Ninja AD 1460-1650, Stephen Turnbull (365 Books, Day 81)

People on Livejournal-- this is a manual crosspost of the DW post which went up last night here. For some reason or other, despite the fact that none of my settings have changed, it failed to crosspost. Does anyone have any idea why it might have done that?

This book does do what I wanted it to do, which is to sort out the mass of references to shinobi in accounts of the wars surrounding the rise of the Tokugawa shogunate into 'historically probable', 'historically possible', and 'totally and completely mythical'. (The vast majority fall into that last category.)

However, it's, well. There is not much material, period, about ninjas that isn't incredibly full of myth and speculation, and there certainly isn't much in English. The author has therefore resorted to printing the speculation-- it's pretty clearly marked, but he keeps doing a thing where he'll say 'the following could not possibly have happened' and then go on for three paragraphs about it. This would be more forgivable if he were telling the popular version, but sometimes he is clearly just going on about what it would have been cool to have a ninja do in the circumstances, which is both unnecessary and, to me personally at least, kind of boring.
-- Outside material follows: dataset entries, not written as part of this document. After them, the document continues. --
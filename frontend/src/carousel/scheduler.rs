use gloo_timers::callback::{Interval, Timeout};

/// Source of one-shot and recurring timers.
///
/// Dropping a handle cancels its timer. Callers tie a timer's lifetime to
/// whatever owns the handle.
pub trait Scheduler: Clone + 'static {
    type Handle: 'static;

    fn timeout(&self, millis: u32, callback: Box<dyn FnOnce()>) -> Self::Handle;

    fn interval(&self, millis: u32, callback: Box<dyn FnMut()>) -> Self::Handle;
}

/// Timers backed by `setTimeout` / `setInterval`.
#[derive(Clone, Copy, Debug, Default)]
pub struct BrowserScheduler;

// Never read, only held until dropped
#[allow(dead_code)]
pub enum BrowserTimer {
    Timeout(Timeout),
    Interval(Interval),
}

impl Scheduler for BrowserScheduler {
    type Handle = BrowserTimer;

    fn timeout(&self, millis: u32, callback: Box<dyn FnOnce()>) -> BrowserTimer {
        BrowserTimer::Timeout(Timeout::new(millis, callback))
    }

    fn interval(&self, millis: u32, callback: Box<dyn FnMut()>) -> BrowserTimer {
        BrowserTimer::Interval(Interval::new(millis, callback))
    }
}

#[cfg(test)]
pub use manual::ManualScheduler;

#[cfg(test)]
mod manual {
    use std::cell::{Cell, RefCell};
    use std::rc::Rc;

    use super::Scheduler;

    enum Task {
        Once(Box<dyn FnOnce()>),
        Repeat(u32, Box<dyn FnMut()>),
    }

    struct Entry {
        due: u64,
        seq: u64,
        alive: Rc<Cell<bool>>,
        task: Task,
    }

    #[derive(Default)]
    struct Queue {
        now: u64,
        seq: u64,
        entries: Vec<Entry>,
    }

    impl Queue {
        fn push(&mut self, due: u64, alive: Rc<Cell<bool>>, task: Task) {
            self.seq += 1;
            let seq = self.seq;
            self.entries.push(Entry { due, seq, alive, task });
        }

        fn pop_due(&mut self, until: u64) -> Option<Entry> {
            self.entries.retain(|e| e.alive.get());
            let pos = self
                .entries
                .iter()
                .enumerate()
                .filter(|(_, e)| e.due <= until)
                .min_by_key(|(_, e)| (e.due, e.seq))
                .map(|(i, _)| i)?;
            let entry = self.entries.remove(pos);
            self.now = entry.due;
            Some(entry)
        }
    }

    /// Virtual-clock scheduler. Nothing fires until `advance` is called.
    #[derive(Clone, Default)]
    pub struct ManualScheduler {
        queue: Rc<RefCell<Queue>>,
    }

    pub struct ManualHandle {
        alive: Rc<Cell<bool>>,
    }

    impl Drop for ManualHandle {
        fn drop(&mut self) {
            self.alive.set(false);
        }
    }

    impl ManualScheduler {
        pub fn new() -> Self {
            Self::default()
        }

        pub fn now(&self) -> u64 {
            self.queue.borrow().now
        }

        /// Timers that are scheduled and not cancelled.
        pub fn pending(&self) -> usize {
            self.queue
                .borrow()
                .entries
                .iter()
                .filter(|e| e.alive.get())
                .count()
        }

        /// Moves the clock forward, firing due timers in order. Callbacks run
        /// with the queue released so they may schedule or cancel timers.
        pub fn advance(&self, millis: u64) {
            let until = self.now() + millis;
            while let Some(entry) = self.pop_due(until) {
                match entry.task {
                    Task::Once(callback) => {
                        entry.alive.set(false);
                        callback();
                    }
                    Task::Repeat(period, mut callback) => {
                        callback();
                        if entry.alive.get() {
                            self.queue.borrow_mut().push(
                                entry.due + u64::from(period),
                                entry.alive,
                                Task::Repeat(period, callback),
                            );
                        }
                    }
                }
            }
            self.queue.borrow_mut().now = until;
        }

        fn pop_due(&self, until: u64) -> Option<Entry> {
            self.queue.borrow_mut().pop_due(until)
        }

        fn schedule(&self, millis: u32, task: Task) -> ManualHandle {
            let alive = Rc::new(Cell::new(true));
            let mut queue = self.queue.borrow_mut();
            let due = queue.now + u64::from(millis);
            queue.push(due, alive.clone(), task);
            ManualHandle { alive }
        }
    }

    impl Scheduler for ManualScheduler {
        type Handle = ManualHandle;

        fn timeout(&self, millis: u32, callback: Box<dyn FnOnce()>) -> ManualHandle {
            self.schedule(millis, Task::Once(callback))
        }

        fn interval(&self, millis: u32, callback: Box<dyn FnMut()>) -> ManualHandle {
            self.schedule(millis, Task::Repeat(millis, callback))
        }
    }

    #[cfg(test)]
    mod tests {
        use super::*;

        #[test]
        fn timeout_fires_once_at_its_deadline() {
            let sched = ManualScheduler::new();
            let hits = Rc::new(Cell::new(0));
            let h = hits.clone();
            let _handle = sched.timeout(500, Box::new(move || h.set(h.get() + 1)));

            sched.advance(499);
            assert_eq!(hits.get(), 0);
            sched.advance(1);
            assert_eq!(hits.get(), 1);
            sched.advance(10_000);
            assert_eq!(hits.get(), 1);
            assert_eq!(sched.pending(), 0);
        }

        #[test]
        fn interval_repeats_until_dropped() {
            let sched = ManualScheduler::new();
            let hits = Rc::new(Cell::new(0));
            let h = hits.clone();
            let handle = sched.interval(100, Box::new(move || h.set(h.get() + 1)));

            sched.advance(350);
            assert_eq!(hits.get(), 3);
            drop(handle);
            sched.advance(1_000);
            assert_eq!(hits.get(), 3);
            assert_eq!(sched.pending(), 0);
        }

        #[test]
        fn dropped_timeout_never_fires() {
            let sched = ManualScheduler::new();
            let fired = Rc::new(Cell::new(false));
            let f = fired.clone();
            let handle = sched.timeout(10, Box::new(move || f.set(true)));
            drop(handle);
            sched.advance(100);
            assert!(!fired.get());
        }
    }
}
use log::debug;
use web_sys::MouseEvent;
use yew::prelude::*;
use yew_router::prelude::*;

use crate::components::reveal::{Motion, Reveal};
use crate::content::{ServiceId, SERVICES};
use crate::Route;

#[function_component(ServicesPreview)]
pub fn services_preview() -> Html {
    let active = use_state(|| ServiceId::Audit);

    let select = |id: ServiceId| {
        let active = active.clone();
        Callback::from(move |_: MouseEvent| {
            debug!("Service tab selected: {}", id.slug());
            active.set(id);
        })
    };

    html! {
        <div class="section-padding services-section">
            <div class="container-custom">
                <Reveal class="section-header">
                    <span class="pre-title">{"Our Services"}</span>
                    <h2>{"Comprehensive Financial Solutions"}</h2>
                    <p>{"From audit and assurance to tax consulting, we offer a full spectrum of financial services tailored to your needs."}</p>
                </Reveal>

                <Reveal class="services-tabs" start={0.70} delay_ms={200}>
                    { for SERVICES.iter().map(|service| html! {
                        <button
                            class={classes!("service-tab", (*active == service.id).then_some("active"))}
                            onclick={select(service.id)}
                        >
                            {service.title}
                        </button>
                    }) }
                </Reveal>

                <div class="services-grid">
                    { for SERVICES.iter().enumerate().map(|(i, service)| html! {
                        <Reveal motion={Motion::FadeUp} delay_ms={300 + i as u32 * 150}>
                            <div
                                class={classes!("service-card", (*active == service.id).then_some("selected"))}
                                onclick={select(service.id)}
                            >
                                <div class="service-icon">{service.glyph}</div>
                                <h3>{service.title}</h3>
                                <p>{service.description}</p>
                                <ul class="check-list">
                                    { for service.features.iter().map(|feature| html! {
                                        <li><span class="check">{"✔"}</span>{*feature}</li>
                                    }) }
                                </ul>
                                <Link<Route> to={Route::Services} classes="learn-more">
                                    {"Learn More →"}
                                </Link<Route>>
                            </div>
                        </Reveal>
                    }) }
                </div>

                <div class="section-cta">
                    <Link<Route> to={Route::Services} classes="btn-primary">
                        {"View All Services →"}
                    </Link<Route>>
                </div>
            </div>
        </div>
    }
}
Also, the illustrations are incredibly sensationalistic, and he reprints a lot of plates from the seventeenth-century Bansen Shukai, a collection of ninja stuff, without ever talking much about what that collection is or whether it was intended to be factual; this makes me less inclined to trust him over the things he puts into the category of 'historically probable'.

You can't have it both ways, really. Either you can have a book about the nature of covert operations in Japanese warfare and how the idea of covert operations interacts with samurai ideology and how all the myths arose and where the Western ideas about ninjas came from, which is a book I would like to read very much, thank you, or you can have a book about how cool it would be if all those myths were historically true and wouldn't it have been awesome if Hattori Hanzo were as badass as everybody says he is in anime, and honestly I don't need that book as there is all this internet in the world. This book was trying to be both at once and therefore probably not succeeding at either to anyone's real satisfaction, because people who want to hear about Cool Stuff may well be annoyed at the author continually pointing out that none of the devices people have claimed ninjas used to walk on water actually, you know, work, and the rest of us can certainly be annoyed at the general tone.

Not recommended. Does anyone know a better reference work on the same topic?